Category : Database | Date : 12/18/2017 1:47:00 PM | ID : BLOG632150

How to Remove Duplicates from a Table in SQL Server



Duplicates of data in an Excel file you receive is an everyday problem. It is okay if we have 10 records of data in a file we receive and only 2 of them are duplicates.
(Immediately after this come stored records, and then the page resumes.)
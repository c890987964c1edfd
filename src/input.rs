//! Pointer input for the windowed harness.
//!
//! Translates raw winit window events into the two signals the session
//! consumes: pointer movement in normalized device coordinates, and the
//! discrete mode-toggle click.
//!
//! # Usage
//!
//! ```ignore
//! match tracker.handle_event(&event) {
//!     Some(PointerAction::Moved(ndc)) => { session.pointer_moved(ndc, now); }
//!     Some(PointerAction::Toggle) => { session.toggle_mode(); }
//!     None => {}
//! }
//! ```

use glam::Vec2;
use winit::event::{ElementState, MouseButton, WindowEvent};

/// A pointer event relevant to the session.
#[derive(Clone, Copy, Debug, PartialEq)]
pub enum PointerAction {
    /// The pointer moved; payload is its position in NDC.
    Moved(Vec2),
    /// Left button went down: toggle the interaction mode.
    Toggle,
}

/// Tracks pointer position and converts it to NDC.
#[derive(Debug)]
pub struct PointerTracker {
    ndc: Option<Vec2>,
    window_size: (u32, u32),
}

impl PointerTracker {
    /// Create a tracker for a window of the given size in pixels.
    pub fn new(width: u32, height: u32) -> Self {
        Self {
            ndc: None,
            window_size: (width, height),
        }
    }

    /// Update the window size after a resize.
    pub fn set_window_size(&mut self, width: u32, height: u32) {
        self.window_size = (width, height);
    }

    /// Last known pointer position in NDC (-1 to 1, y up).
    pub fn ndc(&self) -> Option<Vec2> {
        self.ndc
    }

    /// Record a pointer position in device pixels.
    ///
    /// Returns the move action, or `None` while the window has no area
    /// (minimized).
    pub fn pointer_at(&mut self, x: f32, y: f32) -> Option<PointerAction> {
        let (w, h) = self.window_size;
        if w == 0 || h == 0 {
            return None;
        }
        let ndc = Vec2::new(
            (x / w as f32) * 2.0 - 1.0,
            1.0 - (y / h as f32) * 2.0, // y flipped
        );
        self.ndc = Some(ndc);
        Some(PointerAction::Moved(ndc))
    }

    /// Process a winit window event. Returns the action to forward to the
    /// session, if any.
    pub fn handle_event(&mut self, event: &WindowEvent) -> Option<PointerAction> {
        match event {
            WindowEvent::CursorMoved { position, .. } => {
                self.pointer_at(position.x as f32, position.y as f32)
            }

            WindowEvent::MouseInput {
                state: ElementState::Pressed,
                button: MouseButton::Left,
                ..
            } => Some(PointerAction::Toggle),

            _ => None,
        }
    }
}
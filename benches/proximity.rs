//! Benchmark for the O(N) proximity scan that runs on every pointer-move
//! event.
//!
//! Run with: `cargo bench`

use criterion::{criterion_group, criterion_main, Criterion};
use std::hint::black_box;

use driftfield::{proximity, FieldConfig, ParticleField, Vec2};

fn bench_scan(c: &mut Criterion) {
    let config = FieldConfig::default().with_count(5000).with_seed(42);
    let field = ParticleField::seed(&config);

    c.bench_function("proximity_scan_5000", |b| {
        b.iter(|| {
            proximity::affected(
                black_box(&field),
                black_box(Vec2::new(0.1, 0.1)),
                black_box(config.radius_sq),
            )
        })
    });

    c.bench_function("proximity_scan_5000_miss", |b| {
        b.iter(|| {
            proximity::affected(
                black_box(&field),
                black_box(Vec2::new(50.0, 50.0)),
                black_box(config.radius_sq),
            )
        })
    });
}

criterion_group!(benches, bench_scan);
criterion_main!(benches);
//! Frame driver: clock plus per-tick orchestration.
//!
//! The frame driver owns no domain state. Each tick it advances the clock
//! and hands the new elapsed time to the session, which rolls the camera
//! and steps the animator. The host loop then renders and requests the
//! next frame.
//!
//! # Example
//!
//! ```ignore
//! let mut driver = FrameDriver::new();
//!
//! // Once per display refresh:
//! let (elapsed, delta) = driver.tick(&mut session);
//! ```

use std::time::Instant;

use crate::session::Session;

/// Monotonic clock producing elapsed and delta time per frame.
///
/// An optional fixed delta decouples the clock from wall time for
/// deterministic stepping.
#[derive(Debug)]
pub struct FrameClock {
    start: Instant,
    last_frame: Instant,
    elapsed_secs: f32,
    delta_secs: f32,
    frame_count: u64,
    fixed_delta: Option<f32>,
}

impl FrameClock {
    /// Create a clock starting from now.
    pub fn new() -> Self {
        let now = Instant::now();
        Self {
            start: now,
            last_frame: now,
            elapsed_secs: 0.0,
            delta_secs: 0.0,
            frame_count: 0,
            fixed_delta: None,
        }
    }

    /// Advance the clock by one frame. Returns `(elapsed, delta)` seconds.
    pub fn update(&mut self) -> (f32, f32) {
        let now = Instant::now();
        match self.fixed_delta {
            Some(delta) => {
                self.delta_secs = delta;
                self.elapsed_secs += delta;
            }
            None => {
                self.delta_secs = now.duration_since(self.last_frame).as_secs_f32();
                self.elapsed_secs = now.duration_since(self.start).as_secs_f32();
            }
        }
        self.last_frame = now;
        self.frame_count += 1;
        (self.elapsed_secs, self.delta_secs)
    }

    /// Total elapsed time in seconds.
    #[inline]
    pub fn elapsed(&self) -> f32 {
        self.elapsed_secs
    }

    /// Time since the last frame in seconds.
    #[inline]
    pub fn delta(&self) -> f32 {
        self.delta_secs
    }

    /// Frames since start.
    #[inline]
    pub fn frame(&self) -> u64 {
        self.frame_count
    }

    /// Use a fixed per-frame delta instead of wall time.
    /// Pass `None` to return to real timing.
    pub fn set_fixed_delta(&mut self, delta: Option<f32>) {
        self.fixed_delta = delta;
    }

    /// Reset to the initial state, keeping the fixed-delta setting.
    pub fn reset(&mut self) {
        let now = Instant::now();
        self.start = now;
        self.last_frame = now;
        self.elapsed_secs = 0.0;
        self.delta_secs = 0.0;
        self.frame_count = 0;
    }
}

impl Default for FrameClock {
    fn default() -> Self {
        Self::new()
    }
}

/// Couples a [`FrameClock`] to a [`Session`].
pub struct FrameDriver {
    clock: FrameClock,
}

impl FrameDriver {
    /// Create a driver with a real-time clock.
    pub fn new() -> Self {
        Self {
            clock: FrameClock::new(),
        }
    }

    /// Create a driver stepping a fixed delta per tick.
    pub fn with_fixed_delta(delta: f32) -> Self {
        let mut clock = FrameClock::new();
        clock.set_fixed_delta(Some(delta));
        Self { clock }
    }

    /// The underlying clock.
    pub fn clock(&self) -> &FrameClock {
        &self.clock
    }

    /// Run one tick: advance the clock, then the session.
    /// Returns `(elapsed, delta)` seconds.
    pub fn tick(&mut self, session: &mut Session) -> (f32, f32) {
        let (elapsed, delta) = self.clock.update();
        session.advance(elapsed);
        (elapsed, delta)
    }
}

impl Default for FrameDriver {
    fn default() -> Self {
        Self::new()
    }
}
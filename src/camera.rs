//! Perspective camera for the particle field.
//!
//! The camera sits on the +z axis looking at the origin, with a roll about
//! the view axis that the frame driver advances over time. The same
//! view-projection matrix is used for rendering and for unprojecting the
//! pointer, so the two always agree.

use glam::{Mat4, Vec3};

use crate::error::ConfigError;

/// Perspective camera with a roll about the view axis.
#[derive(Clone, Copy, Debug, PartialEq)]
pub struct Camera {
    /// Camera position in world space.
    pub position: Vec3,
    /// Vertical field of view in radians.
    pub fov_y: f32,
    /// Viewport aspect ratio (width / height).
    pub aspect: f32,
    /// Near clip plane distance.
    pub near: f32,
    /// Far clip plane distance.
    pub far: f32,
    /// Roll about the view axis in radians.
    pub roll: f32,
}

impl Camera {
    /// Create a camera with the original effect's parameters: position
    /// (0, 0, 5), 45 degree vertical fov, clip planes 0.1 / 100.
    pub fn new(aspect: f32) -> Result<Self, ConfigError> {
        Self::with_params(Vec3::new(0.0, 0.0, 5.0), 45.0_f32.to_radians(), aspect, 0.1, 100.0)
    }

    /// Create a camera with explicit parameters.
    pub fn with_params(
        position: Vec3,
        fov_y: f32,
        aspect: f32,
        near: f32,
        far: f32,
    ) -> Result<Self, ConfigError> {
        if !(aspect > 0.0 && aspect.is_finite()) {
            return Err(ConfigError::InvalidAspect(aspect));
        }
        if !(near > 0.0 && near < far && far.is_finite()) {
            return Err(ConfigError::InvalidClipPlanes { near, far });
        }
        Ok(Self {
            position,
            fov_y,
            aspect,
            near,
            far,
            roll: 0.0,
        })
    }

    /// Update the aspect ratio after a resize. Zero-sized viewports
    /// (minimized windows) are ignored.
    pub fn set_aspect(&mut self, aspect: f32) {
        if aspect > 0.0 && aspect.is_finite() {
            self.aspect = aspect;
        }
    }

    fn up(&self) -> Vec3 {
        // Rolling the camera is rolling its up vector.
        Vec3::new(-self.roll.sin(), self.roll.cos(), 0.0)
    }

    /// View matrix: looking at the origin with the rolled up vector.
    pub fn view_matrix(&self) -> Mat4 {
        Mat4::look_at_rh(self.position, Vec3::ZERO, self.up())
    }

    /// Projection matrix (0..1 depth range, matching wgpu).
    pub fn proj_matrix(&self) -> Mat4 {
        Mat4::perspective_rh(self.fov_y, self.aspect, self.near, self.far)
    }

    /// Combined view-projection matrix.
    pub fn view_proj(&self) -> Mat4 {
        self.proj_matrix() * self.view_matrix()
    }

    /// Unproject a point in normalized device coordinates (z in 0..1)
    /// back into world space.
    pub fn unproject_ndc(&self, ndc: Vec3) -> Vec3 {
        self.view_proj().inverse().project_point3(ndc)
    }
}

#[cfg(test)]
mod tests {
    use super::*;

    #[test]
    fn test_new_validates_aspect() {
        assert!(Camera::new(16.0 / 9.0).is_ok());
        assert_eq!(Camera::new(0.0), Err(ConfigError::InvalidAspect(0.0)));
        assert!(Camera::new(-1.0).is_err());
    }

    #[test]
    fn test_with_params_validates_clip_planes() {
        let err = Camera::with_params(Vec3::ZERO, 1.0, 1.0, 10.0, 0.1);
        assert_eq!(
            err,
            Err(ConfigError::InvalidClipPlanes {
                near: 10.0,
                far: 0.1
            })
        );
    }

    #[test]
    fn test_roll_changes_view() {
        let mut camera = Camera::new(1.0).unwrap();
        let before = camera.view_matrix();
        camera.roll = 0.3;
        assert_ne!(before, camera.view_matrix());
    }

    #[test]
    fn test_unproject_roundtrip() {
        let camera = Camera::new(1.5).unwrap();
        let world = Vec3::new(0.2, -0.3, 0.0);
        let clip = camera.view_proj().project_point3(world);
        let back = camera.unproject_ndc(clip);
        assert!((back - world).length() < 1e-4);
    }
}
It will be a small manual work to remove those two duplicate records in the file and then ETL (Extract, Transform, and Load) the data into a SQL Server database using SSIS. Click Here  for a step-by-step process, if you don't know how to ETL data using SSIS. For understanding and working on this task better, let us create a table named Persons and some sample data in it with duplicates.
CREATE TABLE Persons(
    Name varchar(50) NOT NULL,
    City varchar(30) NOT NULL,
    [State] char(2) NOT NULL
)
 
INSERT INTO Persons(Name, City, [State]) VALUES('John', 'Dallas','TX')
INSERT INTO Persons(Name, City, [State]) VALUES('Mark', 'Seattle','WA')
INSERT INTO Persons(Name, City, [State]) VALUES('Nick', 'Phoenix','AZ')
INSERT INTO Persons(Name, City, [State]) VALUES('Laila', 'San Jose','CA')
INSERT INTO Persons(Name, City, [State]) VALUES('Samantha', 'Tulsa','OK')
INSERT INTO Persons(Name, City, [State]) VALUES('Bella', 'San Antonio','TX')
INSERT INTO Persons(Name, City, [State]) VALUES('John', 'Dallas','TX')
INSERT INTO Persons(Name, City, [State]) VALUES('John', 'Dallas','TX')
INSERT INTO Persons(Name, City, [State]) VALUES('Mark', 'Seattle','WA')
INSERT INTO Persons(Name, City, [State]) VALUES('Nick', 'Tempe','FL')
INSERT INTO Persons(Name, City, [State]) VALUES('John', 'Dallas','TX')
 
SELECT * FROM Persons 

If you look at the data, there are considerable duplicates in it. John and Mark's names got repeated many times in the data. Now, let us write a query that uses the ROW NUMBER function and gives any duplicate values the rank of 2, 3 and so on. Click Here  to read more about ranking functions.
SELECT Name
    , City
    , [State]
    , ROW_NUMBER() OVER(PARTITION BY Name, City, [State] ORDER BY [Name]) AS Rnum
FROM Persons
Remember that an ORDER BY clause is mandatory in a Ranking function. Result set after the usage of ranking function will look as below with all ranks defined 1 for unique values and all duplicates with values greater than 1.
 

Now let us write a query which will delete all duplicate data in one shot. We will use a CTE (Common Table Expression) for this purpose. We will read in future posts what a CTE is and why it is used. On a lighter note, CTE's can be imagined as equivalent to temporary result sets that can be used only in an underlying SELECT, INSERT, UPDATE, DELETE or CREATE VIEW statement.
;WITH CTE AS
(
SELECT Name
    , City
    , [State]
    , ROW_NUMBER() OVER(PARTITION BY Name, City, [State] ORDER BY [Name]) AS Rnum
FROM Persons
)
DELETE FROM CTE WHERE Rnum <> 1
In the code by saying WHERE Rnum <> 1, we are asking SQL Server to keep all the records with Rank 1, which are not duplicates, and delete any other record. After executing this query in SQL Server Management Studio, you will end up with no duplicates in your table. To confirm that just run a simple query against your table.
SELECT * FROM Persons